In short, cross-fertilization is generally a positive thing. This is the nature of being part of the one holy catholic and apostolic church. As no one of us is the perfect exemplification of what it is to be a regenerate Christian, for we are only in the process of being sanctified as part of the church of Christ, so we need the insights and contributions of other parts of Christ’s body. The same might apply on a wider scale.

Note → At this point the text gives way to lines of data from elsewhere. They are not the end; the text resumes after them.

//! Command handlers. Each one plays the part of an app screen.

use std::io::{self, Write};
use std::sync::Arc;

use anyhow::{Context, Result};
use farmconnect_core::auth::{
    CredentialStore, EncryptedFileStore, KeyringStore, MemoryStore, SessionEstablished,
    UnauthenticatedReason,
};
use farmconnect_core::config::CredentialBackend;
use farmconnect_core::models::{Language, Location};
use farmconnect_core::utils::normalize_phone;
use farmconnect_core::{
    AuthClient, Config, LogoutOutcome, Registration, RenewOutcome, SessionError, SessionManager,
};
use tracing::warn;

pub struct RegisterArgs {
    pub name: String,
    pub phone: String,
    pub language: String,
    pub state: String,
    pub district: String,
    pub mandal: Option<String>,
    pub village: Option<String>,
}

// ============================================================================
// Wiring
// ============================================================================

fn build_store(config: &Config) -> Result<Arc<dyn CredentialStore>> {
    let store: Arc<dyn CredentialStore> = match config.credential_backend {
        CredentialBackend::Keyring => Arc::new(KeyringStore::new()),
        CredentialBackend::EncryptedFile => Arc::new(
            EncryptedFileStore::from_env(config.credentials_path()?)
                .context("Encrypted credential file needs a passphrase")?,
        ),
        CredentialBackend::Memory => Arc::new(MemoryStore::new()),
    };
    Ok(store)
}

fn build_manager(config: &Config) -> Result<SessionManager> {
    let store = build_store(config)?;
    let client = AuthClient::from_config(config).context("Failed to create HTTP client")?;
    Ok(SessionManager::new(client, store))
}

/// Turn a session error into the message a farmer would see
fn user_error(error: SessionError) -> anyhow::Error {
    anyhow::anyhow!(error.user_message())
}

fn report_established(established: &SessionEstablished) {
    println!("Hello {}!", established.session.farmer.greeting_name());
    if let Some(ref e) = established.storage_error {
        eprintln!("Warning: could not save your login ({e}). You will need to log in again next time.");
    }
}

fn prompt(label: &str) -> Result<String> {
    print!("{}", label);
    io::stdout().flush()?;

    let mut input = String::new();
    io::stdin().read_line(&mut input)?;
    Ok(input.trim().to_string())
}

fn prompt_code() -> Result<String> {
    let code = rpassword::prompt_password("OTP: ")?;
    Ok(code.trim().to_string())
}

/// Request a code, tolerating the cooldown from a previous attempt
async fn send_code(manager: &SessionManager, phone: &str, registration: bool) -> Result<()> {
    let sent = if registration {
        manager.request_registration_code(phone).await
    } else {
        manager.request_login_code(phone).await
    };

    match sent {
        Ok(()) => {
            println!("OTP sent to +91 {}", normalize_phone(phone));
            Ok(())
        }
        Err(e @ SessionError::ResendTooSoon { .. }) => {
            println!("{}", e.user_message());
            Ok(())
        }
        Err(e) => Err(user_error(e)),
    }
}

// ============================================================================
// Commands
// ============================================================================

pub async fn start(config: &Config) -> Result<()> {
    let manager = build_manager(config)?;

    match manager.restore().await.map_err(user_error)? {
        RenewOutcome::Authenticated(established) => {
            report_established(&established);
            if let Some(location) = established.session.farmer.location_display() {
                println!("Location: {}", location);
            }
        }
        RenewOutcome::Unauthenticated(reason) => {
            if let UnauthenticatedReason::StorageUnavailable(ref e) = reason {
                eprintln!("Could not read saved login: {e}");
            }
            println!("Not logged in. Run `farmconnect login`.");
        }
    }
    Ok(())
}

pub async fn login(config: &mut Config, phone: Option<String>) -> Result<()> {
    let manager = build_manager(config)?;

    // The login screen first tries the stored session
    if let RenewOutcome::Authenticated(established) = manager.restore().await.map_err(user_error)? {
        println!(
            "Already logged in as {}. Run `farmconnect logout` to switch accounts.",
            established.session.farmer.greeting_name()
        );
        return Ok(());
    }

    let phone = match phone.or_else(|| config.last_phone_number.clone()) {
        Some(phone) => phone,
        None => prompt("Phone number: ")?,
    };

    send_code(&manager, &phone, false).await?;
    let code = prompt_code()?;

    let established = manager.login(&phone, &code).await.map_err(user_error)?;
    report_established(&established);

    config.last_phone_number = Some(normalize_phone(&phone));
    if let Err(e) = config.save() {
        warn!(error = %e, "Failed to save config");
    }
    Ok(())
}

pub async fn register(config: &mut Config, args: RegisterArgs) -> Result<()> {
    let language = Language::parse(&args.language)
        .ok_or_else(|| anyhow::anyhow!("Please select a language (telugu, hindi or english)"))?;

    let manager = build_manager(config)?;
    send_code(&manager, &args.phone, true).await?;
    let code = prompt_code()?;

    let registration = Registration {
        name: args.name,
        phone_number: args.phone,
        code,
        language,
        location: Location {
            state: Some(args.state),
            district: Some(args.district),
            mandal: args.mandal,
            village: args.village,
            coordinates: None,
        },
    };

    let established = manager.register(registration).await.map_err(user_error)?;
    report_established(&established);

    config.last_phone_number = established.session.farmer.phone_number.clone();
    if let Err(e) = config.save() {
        warn!(error = %e, "Failed to save config");
    }
    Ok(())
}

pub async fn whoami(config: &Config, json: bool) -> Result<()> {
    let manager = build_manager(config)?;

    let RenewOutcome::Authenticated(established) = manager.restore().await.map_err(user_error)?
    else {
        anyhow::bail!("Not logged in. Run `farmconnect login`.");
    };

    let farmer = &established.session.farmer;
    if json {
        println!("{}", serde_json::to_string_pretty(farmer)?);
        return Ok(());
    }

    println!("Name:     {}", farmer.greeting_name());
    if let Some(ref phone) = farmer.phone_number {
        println!("Phone:    +91 {}", phone);
    }
    if let Some(language) = farmer.language {
        println!("Language: {}", language);
    }
    if let Some(location) = farmer.location_display() {
        println!("Location: {}", location);
    }
    println!("Farms:    {}", farmer.farm_profiles.len());
    Ok(())
}

pub async fn logout(config: &Config) -> Result<()> {
    let manager = build_manager(config)?;

    match manager.logout().await {
        LogoutOutcome::Completed => println!("You have been logged out."),
        LogoutOutcome::CompletedLocally => {
            println!("You have been logged out on this device. The server could not be reached.")
        }
        LogoutOutcome::AlreadySignedOut => println!("Not logged in."),
    }
    Ok(())
}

This is not a call to relapse into a weak minded version of the fuzzy ecumenism of the World Council of Churches, with which we are doubtless familiar. That would to plunge into a morass of relativism. Rather, as Paul wrote, we are to “test all things, hold fast to what is good” (1 Thess. 5:21). Moreover, there are many such “things” being mooted today that are certainly not good. The appalling attitude of the bishops of the Church of England to same-sex ‘marriage’ and gender identity is the most obvious; you can probably provide a lengthy litany of other such capitulations to the spirit of the age. I am talking throughout of ecumenical orthodoxy. The Westminster Confession and Catechisms are, to my mind, the most extensive and elaborated confessional documents to be found. Their theology is mine. However, the divines saw themselves as heirs to the great tradition of the church, understood under the authority of Scripture.¹¹

So Athanasios is ours, Gregory of Nazianzus is ours, Cyril, Augustine, Anselm and Thomas are ours too. We can find friends from a range of places. They may be wrong on this or that, sometimes more wrong than others. So too are Calvin (I have written of what I think are some appalling things he wrote), Knox, Warfield and . . . so am I, so are you.

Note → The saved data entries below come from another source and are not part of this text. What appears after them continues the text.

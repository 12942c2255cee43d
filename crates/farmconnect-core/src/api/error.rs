use serde::Deserialize;
use thiserror::Error;

#[derive(Error, Debug)]
pub enum ApiError {
    #[error("Request rejected: {0}")]
    Rejected(String),

    #[error("Unauthorized - code or token is invalid or expired")]
    Unauthorized,

    #[error("Access denied: {0}")]
    AccessDenied(String),

    #[error("Resource not found: {0}")]
    NotFound(String),

    #[error("Rate limited - please wait before retrying")]
    RateLimited,

    #[error("Server error: {0}")]
    ServerError(String),

    #[error("Network error: {0}")]
    NetworkError(#[from] reqwest::Error),

    #[error("Invalid response: {0}")]
    InvalidResponse(String),
}

/// Coarse classification used by the session layer.
///
/// Renewal treats both kinds the same way; the split exists for logging
/// and for screens that want a different message after a failed login.
#[derive(Debug, Clone, Copy, PartialEq, Eq)]
pub enum FailureKind {
    /// The request never got an answer (no connectivity, timeout, TLS).
    Transport,
    /// The service answered and said no.
    Rejected,
}

/// Maximum length for error response bodies in error messages
const MAX_ERROR_BODY_LENGTH: usize = 500;

#[derive(Deserialize)]
struct ErrorBody {
    message: Option<String>,
}

impl ApiError {
    /// Truncate a response body to avoid logging excessive data
    fn truncate_body(body: &str) -> String {
        if body.len() <= MAX_ERROR_BODY_LENGTH {
            body.to_string()
        } else {
            let mut end = MAX_ERROR_BODY_LENGTH;
            while !body.is_char_boundary(end) {
                end -= 1;
            }
            format!("{}... (truncated, {} total bytes)", &body[..end], body.len())
        }
    }

    /// Prefer the service's own `message` field over the raw body.
    fn describe_body(body: &str) -> String {
        match serde_json::from_str::<ErrorBody>(body) {
            Ok(ErrorBody { message: Some(message) }) => Self::truncate_body(&message),
            _ => Self::truncate_body(body),
        }
    }

    pub fn from_status(status: reqwest::StatusCode, body: &str) -> Self {
        let described = Self::describe_body(body);
        match status.as_u16() {
            401 => ApiError::Unauthorized,
            403 => ApiError::AccessDenied(described),
            404 => ApiError::NotFound(described),
            429 => ApiError::RateLimited,
            500..=599 => ApiError::ServerError(described),
            _ => ApiError::InvalidResponse(format!("Status {}: {}", status, described)),
        }
    }

    pub fn kind(&self) -> FailureKind {
        match self {
            ApiError::NetworkError(_) => FailureKind::Transport,
            _ => FailureKind::Rejected,
        }
    }

    pub fn is_timeout(&self) -> bool {
        matches!(self, ApiError::NetworkError(e) if e.is_timeout())
    }
}

// ============================================================================
// Tests
// ============================================================================

#[cfg(test)]
mod tests {
    use super::*;
    use reqwest::StatusCode;

    #[test]
    fn test_from_status_maps_known_codes() {
        assert!(matches!(ApiError::from_status(StatusCode::UNAUTHORIZED, ""), ApiError::Unauthorized));
        assert!(matches!(ApiError::from_status(StatusCode::TOO_MANY_REQUESTS, ""), ApiError::RateLimited));
        assert!(matches!(ApiError::from_status(StatusCode::FORBIDDEN, "no"), ApiError::AccessDenied(_)));
        assert!(matches!(ApiError::from_status(StatusCode::NOT_FOUND, "gone"), ApiError::NotFound(_)));
        assert!(matches!(
            ApiError::from_status(StatusCode::BAD_GATEWAY, "upstream"),
            ApiError::ServerError(_)
        ));
        assert!(matches!(
            ApiError::from_status(StatusCode::BAD_REQUEST, "bad"),
            ApiError::InvalidResponse(_)
        ));
    }

    #[test]
    fn test_from_status_prefers_json_message() {
        let err = ApiError::from_status(
            StatusCode::INTERNAL_SERVER_ERROR,
            r#"{"success":false,"message":"database down"}"#,
        );
        match err {
            ApiError::ServerError(msg) => assert_eq!(msg, "database down"),
            other => panic!("unexpected error: {other:?}"),
        }
    }

    #[test]
    fn test_truncate_body_long() {
        let body = "x".repeat(MAX_ERROR_BODY_LENGTH + 20);
        let truncated = ApiError::truncate_body(&body);
        assert!(truncated.starts_with(&"x".repeat(MAX_ERROR_BODY_LENGTH)));
        assert!(truncated.contains("truncated, 520 total bytes"));
    }

    #[test]
    fn test_truncate_body_respects_char_boundary() {
        // Multi-byte characters straddling the cut must not panic
        let body = "é".repeat(MAX_ERROR_BODY_LENGTH);
        let truncated = ApiError::truncate_body(&body);
        assert!(truncated.contains("truncated"));
    }

    #[test]
    fn test_rejections_are_not_transport() {
        assert_eq!(ApiError::Unauthorized.kind(), FailureKind::Rejected);
        assert_eq!(ApiError::Rejected("invalid token".into()).kind(), FailureKind::Rejected);
        assert_eq!(ApiError::ServerError("boom".into()).kind(), FailureKind::Rejected);
        assert!(!ApiError::RateLimited.is_timeout());
    }
}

In all this, I echo the statement made back in 1938 by the faculty of Westminster Theological Seminary, writing in the first edition of its theological journal:

We stand today in the Christian Church as debtors to nineteen centuries of Christian history, thought, and experience. It would not only be futile but wrong to try to dissociate ourselves from the great stream of Christian tradition. Other men laboured and we have entered into their labours. It is only by thorough acquaintance with and appreciation of the labours of God's servants in the centuries that have passed that we can intelligently and adequately present the Christian Faith in the present.

But while we cling tenaciously to the heritage that comes to us from the past we must ever remember that it is our responsibility to present the Christian Faith in the context of the present. The position we maintain, therefore, necessarily involves the bringing of every form of thought that may reasonably come within the purview of a theological Faculty to the touchstone of Holy Scripture and the defining of its relations to our Christian Faith.¹²

Very well said, the more recent past speaking to the present as we too enter into their labours!


Notes:

  1. William Hazlitt, “On Prejudice” in The Collected Works, vol. 12 (London: J.M. Dent & Co., 1904), 398.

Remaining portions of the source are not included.